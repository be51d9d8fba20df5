//! Contact tag value object.

use crate::parser::ParseError;
use once_cell::sync::Lazy;
use regex::Regex;
use serde::{Deserialize, Serialize};

static TAG_RE: Lazy<Regex> = Lazy::new(|| Regex::new(r"^[A-Za-z0-9]+$").expect("valid tag regex"));

/// Single alphanumeric label attached to a contact.
///
/// Tags compare case-sensitively: `friends` and `Friends` are distinct.
#[derive(Debug, Clone, PartialEq, Eq, Hash, PartialOrd, Ord, Serialize, Deserialize)]
#[serde(try_from = "String", into = "String")]
pub struct Tag(String);

impl Tag {
    pub const MESSAGE_CONSTRAINTS: &'static str = "Tags names should be alphanumeric";

    pub fn is_valid(value: &str) -> bool {
        TAG_RE.is_match(value)
    }

    pub fn try_new(value: impl Into<String>) -> Result<Self, ParseError> {
        let value = value.into();
        if !Self::is_valid(&value) {
            return Err(ParseError::InvalidTag);
        }
        Ok(Self(value))
    }
}

string_value_object!(Tag);

#[cfg(test)]
mod tests {
    use super::Tag;

    #[test]
    fn tag_must_be_alphanumeric() {
        assert!(Tag::is_valid("friends"));
        assert!(Tag::is_valid("owesMoney2"));
        assert!(!Tag::is_valid(""));
        assert!(!Tag::is_valid("best friend"));
        assert!(!Tag::is_valid("#friend"));
    }

    #[test]
    fn tags_are_case_sensitive() {
        assert_ne!(Tag::try_new("friends"), Tag::try_new("Friends"));
    }
}
//! Core domain logic for the address book.
//! This crate is the single source of truth for contact field invariants.

pub mod logging;
pub mod model;
pub mod parser;
pub mod testutil;
pub mod util;

pub use logging::{default_log_level, init_logging, logging_status, LogLevel, LoggingError};
pub use model::address_book::{AddressBook, AddressBookError};
pub use model::contact::{Email, Name, Phone};
pub use model::event::EventName;
pub use model::index::Index;
pub use model::person::Person;
pub use model::tag::Tag;
pub use parser::{
    parse_date, parse_duration, parse_email, parse_event, parse_index, parse_name, parse_phone,
    parse_tag, parse_tags, parse_time, ParseError,
};

/// Minimal health-check API for integration probes.
pub fn ping() -> &'static str {
    "pong"
}

/// Returns the core crate version.
pub fn core_version() -> &'static str {
    env!("CARGO_PKG_VERSION")
}
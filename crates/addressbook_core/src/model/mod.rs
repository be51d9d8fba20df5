//! Domain model for contacts and their scheduling fields.
//!
//! # Responsibility
//! - Define validated value objects (`Name`, `Phone`, `Email`, `Tag`,
//!   `EventName`, `Index`).
//! - Define the `Person` aggregate and the `AddressBook` container.
//!
//! # Invariants
//! - A value object can only be built through its validating constructor;
//!   no invalid instance exists, including through deserialization.
//! - Value objects are immutable and compared structurally.

/// Implements the string plumbing shared by validated string wrappers:
/// `as_str`, `Display`, `AsRef<str>`, `TryFrom<String>`/`TryFrom<&str>` via
/// `try_new`, and `From<Self> for String` (used by serde `into`).
macro_rules! string_value_object {
    ($ty:ident) => {
        impl $ty {
            /// Returns the validated value.
            pub fn as_str(&self) -> &str {
                &self.0
            }
        }

        impl ::std::fmt::Display for $ty {
            fn fmt(&self, f: &mut ::std::fmt::Formatter<'_>) -> ::std::fmt::Result {
                f.write_str(&self.0)
            }
        }

        impl AsRef<str> for $ty {
            fn as_ref(&self) -> &str {
                &self.0
            }
        }

        impl TryFrom<String> for $ty {
            type Error = $crate::parser::ParseError;

            fn try_from(value: String) -> Result<Self, Self::Error> {
                Self::try_new(value)
            }
        }

        impl TryFrom<&str> for $ty {
            type Error = $crate::parser::ParseError;

            fn try_from(value: &str) -> Result<Self, Self::Error> {
                Self::try_new(value)
            }
        }

        impl From<$ty> for String {
            fn from(value: $ty) -> Self {
                value.0
            }
        }
    };
}

pub mod address_book;
pub mod contact;
pub mod event;
pub mod index;
pub mod person;
pub mod tag;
● ● ●
▶ _Work instructions_: Read the records above. Show each line that has the string "Lazy".

▶ _Task solution_:
use once_cell::sync::Lazy;
static TAG_RE: Lazy<Regex> = Lazy::new(|| Regex::new(r"^[A-Za-z0-9]+$").expect("valid tag regex"));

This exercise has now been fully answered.